The basal sandstones of the Long Nab Member are again well exposed, dipping southwards, in the rock platform in Scalby Bay (Figure 5.30), to the south of Cromer Point. In the centre of Scalby Bay, they are seen in a 180° sweep across the rock platform with cross-bedding dips swinging round from north-east through south-west to south-east. The cliffs expose a series of small, sand-filled channels stacked one above the other, some choked with the carbonized remains of tree trunks, and with much slumping. Near high water mark in the rock platform north-east of Scalby Lodge, a 10 m-long trail of dinosaur footprints is exposed, having been revealed by the selective erosion of the overlying argillaceous sandstone (Delair and Sarjeant, 1985, fig. 3). At Scalby Ness, the gentle seaward dip carries the overlying silty shales of the Long Nab Member into the base of the cliff. These constitute the Scalby Plant Bed (Black, 1929), which yields relatively abundant well-preserved leaves of Ginkgo huttoni (Sternberg) (Rawson and Wright, 1992). A borehole [TA 0363 9108] drilled at Scalby Ness for the Yorkshire River Authority cored, beneath 17.8 m of Quaternary deposits, c. 27.5 m of Scalby Formation, on c. 21 m of Scarborough Formation, on c. 37 m of Cloughton Formation. Drilling terminated within the Sycarham Member and it is estimated that at least a further 40 m of Ravenscar Group underlie the site (Lott and Humphreys, 1992).

Interpretation

The coastal sections described above expose a large part of the predominantly non-marine Ravenscar Group in which the Eller Beck Formation, Lebberston Member and Scarborough Formation represent three separate marine intervals. Phillips (1829) and Fox-Strangways (1892) speculated that the non-marine beds were of estuarine origin, but Kendall and Wroot (1924) and Black (1928, 1929), suggested a deltaic origin. Since then, the depositional environment of these beds has been the subject of much discussion mainly centred on whether they represented the deposits of a delta or coastal alluvial-plain (Alexander, 1989 and references therein). Features interpreted as characteristic of both these environments are recognized, as summarized by Rawson and Wright (1992). Coarsening-upwards cycles of bioturbated, laminated, intertidal siltstones with crevasse-splay sheet sandstones, succeeded by rapidly filled distributory channels with slumps and water-escape structures suggest a deltaic origin; meandering streams, floodplains with desiccation cracks and footprint trails, lakes with beds of the bivalve Unio, marsh deposits, fossil soils with rootlet beds and the extensive development of sphaerosiderite suggest an alluvial origin. Rawson and Wright (1992) concluded that the overall evidence suggests that following each marine interval, there was rapid development of small prograding deltas, deposited by rivers flowing from the north, which ultimately coalesced into a large coastal alluvial-plain close to sea level and susceptible to marine influence; there is no evidence of a large single river-system feeding into a large delta (Alexander, 1986, 1987; Rawson and Wright, 1995). The marine incursions represented by the Eller Beck and Scarborough formations are thought probably to have come from the east or south-east, and that represented by the Lebberston Member, probably came from the shelf to the south (Knox, 1973; Parsons, 1977b; Rawson and Wright, 1992).

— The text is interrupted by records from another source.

use std::sync::Arc;

use chrono::{DateTime, Utc};

use super::dispatch::NotificationDispatcher;
use super::domain::{ActorId, ServiceId, ServiceRecord, ServiceStatus};
use super::events::{ChangeEvent, ChangeType, ChangeValue};
use super::store::{ServiceStore, StoreError};
use crate::config::EngineConfig;

/// Committed record plus the events emitted for it, in emission order.
#[derive(Debug, Clone)]
pub struct TransitionOutcome {
    pub record: ServiceRecord,
    pub events: Vec<Arc<ChangeEvent>>,
}

impl TransitionOutcome {
    pub fn primary_event(&self) -> Option<&ChangeEvent> {
        self.events.first().map(Arc::as_ref)
    }
}

/// Why a capacity, status or flag change was not committed.
#[derive(Debug, Clone, PartialEq, Eq, thiserror::Error)]
pub enum TransitionError {
    #[error("invalid input: {0}")]
    InvalidInput(String),
    #[error("service {0} not found")]
    NotFound(ServiceId),
    #[error("invalid transition: {0}")]
    InvalidTransition(String),
    #[error("service {service_id} is being updated concurrently ({attempts} attempts)")]
    Conflict { service_id: ServiceId, attempts: u32 },
    #[error(transparent)]
    Store(StoreError),
}

impl From<StoreError> for TransitionError {
    fn from(value: StoreError) -> Self {
        match value {
            StoreError::NotFound(id) => Self::NotFound(id),
            StoreError::RetriesExhausted {
                service_id,
                attempts,
            } => Self::Conflict {
                service_id,
                attempts,
            },
            other => Self::Store(other),
        }
    }
}

/// Pending event recorded by a pure transition, materialised once the commit lands.
#[derive(Debug, Clone, Copy)]
struct Change {
    change_type: ChangeType,
    old: ChangeValue,
    new: ChangeValue,
}

/// Single writer of service status, capacity and moderation flags.
pub struct StatusTransitionEngine<S> {
    store: Arc<S>,
    dispatcher: Arc<NotificationDispatcher>,
    config: EngineConfig,
}

impl<S> StatusTransitionEngine<S>
where
    S: ServiceStore + 'static,
{
    pub fn new(store: Arc<S>, dispatcher: Arc<NotificationDispatcher>, config: EngineConfig) -> Self {
        Self {
            store,
            dispatcher,
            config,
        }
    }

    pub fn store(&self) -> &Arc<S> {
        &self.store
    }

    pub fn dispatcher(&self) -> &Arc<NotificationDispatcher> {
        &self.dispatcher
    }

    pub fn get(&self, id: &ServiceId) -> Result<ServiceRecord, TransitionError> {
        self.store
            .get(id)?
            .ok_or_else(|| TransitionError::NotFound(id.clone()))
    }

    /// Set the occupancy count and derive Full/Open from it.
    pub async fn update_capacity(
        &self,
        id: &ServiceId,
        new_capacity: i64,
        actor: &ActorId,
    ) -> Result<TransitionOutcome, TransitionError> {
        let new_capacity = u32::try_from(new_capacity).map_err(|_| {
            TransitionError::InvalidInput(format!(
                "capacity must be between 0 and {} (got {new_capacity})",
                u32::MAX
            ))
        })?;

        self.transition(id, actor, |current, now| {
            Ok(apply_capacity(current, new_capacity, actor, now))
        })
        .await
    }

    /// Set the operational status. Always emits one status event.
    pub async fn update_status(
        &self,
        id: &ServiceId,
        new_status: ServiceStatus,
        actor: &ActorId,
    ) -> Result<TransitionOutcome, TransitionError> {
        self.transition(id, actor, |current, now| {
            Ok(apply_status(current, new_status, actor, now))
        })
        .await
    }

    /// Parse a status supplied by a caller at the edge, then apply it.
    pub async fn update_status_named(
        &self,
        id: &ServiceId,
        raw_status: &str,
        actor: &ActorId,
    ) -> Result<TransitionOutcome, TransitionError> {
        let status = raw_status
            .parse::<ServiceStatus>()
            .map_err(|err| TransitionError::InvalidTransition(err.to_string()))?;
        self.update_status(id, status, actor).await
    }

    /// Mark a service verified. A second call is a no-op without events.
    pub async fn verify(
        &self,
        id: &ServiceId,
        actor: &ActorId,
    ) -> Result<TransitionOutcome, TransitionError> {
        self.transition(id, actor, |current, now| {
            let mut next = current.clone();
            let mut changes = Vec::new();
            if !current.is_verified {
                next.is_verified = true;
                next.verified_by = Some(actor.clone());
                next.verified_at = Some(now);
                changes.push(Change {
                    change_type: ChangeType::Verification,
                    old: ChangeValue::Flag(false),
                    new: ChangeValue::Flag(true),
                });
            }
            Ok((next, changes))
        })
        .await
    }

    pub async fn set_active(
        &self,
        id: &ServiceId,
        active: bool,
        actor: &ActorId,
    ) -> Result<TransitionOutcome, TransitionError> {
        self.transition(id, actor, |current, _now| {
            let mut next = current.clone();
            let mut changes = Vec::new();
            if current.is_active != active {
                next.is_active = active;
                changes.push(Change {
                    change_type: ChangeType::Activation,
                    old: ChangeValue::Flag(current.is_active),
                    new: ChangeValue::Flag(active),
                });
            }
            Ok((next, changes))
        })
        .await
    }

    async fn transition<F>(
        &self,
        id: &ServiceId,
        actor: &ActorId,
        mut apply: F,
    ) -> Result<TransitionOutcome, TransitionError>
    where
        F: FnMut(
            &ServiceRecord,
            DateTime<Utc>,
        ) -> Result<(ServiceRecord, Vec<Change>), TransitionError>,
    {
        let committed = self
            .store
            .commit(id, self.config.conflict_retries, |current| {
                let now = Utc::now();
                apply(current, now).map(|(next, changes)| (next, (changes, now)))
            })
            .inspect_err(|err| {
                tracing::warn!(service_id = %id, error = %err, "transition rejected");
            })?;

        let record = Arc::new(committed.after);
        let (changes, timestamp) = committed.output;
        let events: Vec<Arc<ChangeEvent>> = changes
            .into_iter()
            .map(|change| {
                Arc::new(ChangeEvent::new(
                    &record,
                    change.change_type,
                    change.old,
                    change.new,
                    actor.clone(),
                    timestamp,
                ))
            })
            .collect();

        if !events.is_empty() {
            tracing::info!(
                service_id = %record.id,
                actor = %actor,
                version = record.version,
                events = events.len(),
                "transition committed"
            );
        }

        for event in &events {
            let report = self.dispatcher.publish(Arc::clone(event)).await;
            if !report.all_delivered() {
                tracing::warn!(
                    service_id = %record.id,
                    event_id = %report.event_id,
                    failed = report.failed(),
                    "some observers did not handle the event"
                );
            }
        }

        Ok(TransitionOutcome {
            record: ServiceRecord::clone(&record),
            events,
        })
    }
}

fn apply_capacity(
    current: &ServiceRecord,
    new_capacity: u32,
    actor: &ActorId,
    now: DateTime<Utc>,
) -> (ServiceRecord, Vec<Change>) {
    let mut next = current.clone();
    next.current_capacity = new_capacity;
    next.capacity_last_updated_at = Some(now);

    let mut changes = vec![Change {
        change_type: ChangeType::Capacity,
        old: ChangeValue::Capacity(current.current_capacity),
        new: ChangeValue::Capacity(new_capacity),
    }];

    if let Some(derived) = derived_status(current.status, new_capacity, current.max_capacity) {
        next.status = derived;
        next.status_updated_by = Some(actor.clone());
        next.status_updated_at = Some(now);
        changes.push(Change {
            change_type: ChangeType::Status,
            old: ChangeValue::Status(current.status),
            new: ChangeValue::Status(derived),
        });
    }

    (next, changes)
}

fn apply_status(
    current: &ServiceRecord,
    new_status: ServiceStatus,
    actor: &ActorId,
    now: DateTime<Utc>,
) -> (ServiceRecord, Vec<Change>) {
    let mut next = current.clone();
    next.status = new_status;
    next.status_updated_by = Some(actor.clone());
    next.status_updated_at = Some(now);
    let changes = vec![Change {
        change_type: ChangeType::Status,
        old: ChangeValue::Status(current.status),
        new: ChangeValue::Status(new_status),
    }];
    (next, changes)
}

/// Status implied by a capacity change, when it differs from `status`.
pub fn derived_status(
    status: ServiceStatus,
    new_capacity: u32,
    max_capacity: Option<u32>,
) -> Option<ServiceStatus> {
    let max = max_capacity.filter(|max| *max > 0)?;
    match status {
        ServiceStatus::Open if new_capacity >= max => Some(ServiceStatus::Full),
        ServiceStatus::Full if new_capacity < max => Some(ServiceStatus::Open),
        _ => None,
    }
}

#[cfg(test)]
mod tests {
    use super::*;

    #[test]
    fn open_service_fills_at_max() {
        assert_eq!(
            derived_status(ServiceStatus::Open, 100, Some(100)),
            Some(ServiceStatus::Full)
        );
        assert_eq!(derived_status(ServiceStatus::Open, 99, Some(100)), None);
    }

    #[test]
    fn full_service_reopens_below_max() {
        assert_eq!(
            derived_status(ServiceStatus::Full, 40, Some(100)),
            Some(ServiceStatus::Open)
        );
    }

    #[test]
    fn other_statuses_are_untouched() {
        for status in [
            ServiceStatus::Closed,
            ServiceStatus::Limited,
            ServiceStatus::EmergencyOnly,
            ServiceStatus::TemporarilyClosed,
        ] {
            assert_eq!(derived_status(status, 500, Some(100)), None);
        }
        assert_eq!(derived_status(ServiceStatus::Open, 500, None), None);
    }
}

The bulk of the Saltwick Formation, the top of which is seen beneath the Eller Beck Formation at Iron Scar, consists of fluvio-deltaic deposits including lacustrine, levee, crevasse-splay and mudcracked overbank sediments as well as channel sandstones; thick roots mark periods of major plant colonization, especially near the base (Livera and Leeder, 1981). The formation shows an upward transition from a well-drained floodplain complex with major bedload channels to a saturated marsh drained by smaller mixed load channels suggestive of a gradual abandonment of a delta lobe with time. According to Livera and Leeder (1981), sedimentation in the overlying Eller Beck Formation evidently occurred as a prograding strand line with deposition by wave and tidal currents. Bioturbation is common in the middle parts of the sandstone suggesting that wave energy was moderated by the shallow water-depths (6–7 m) over the marine platform. The top of the sandstone was densely colonized by plants, which mark the return to non-marine sedimentation. The section at Iron Scar is the type locality of the formation (Hemingway and Knox, 1973; Knox, 1973).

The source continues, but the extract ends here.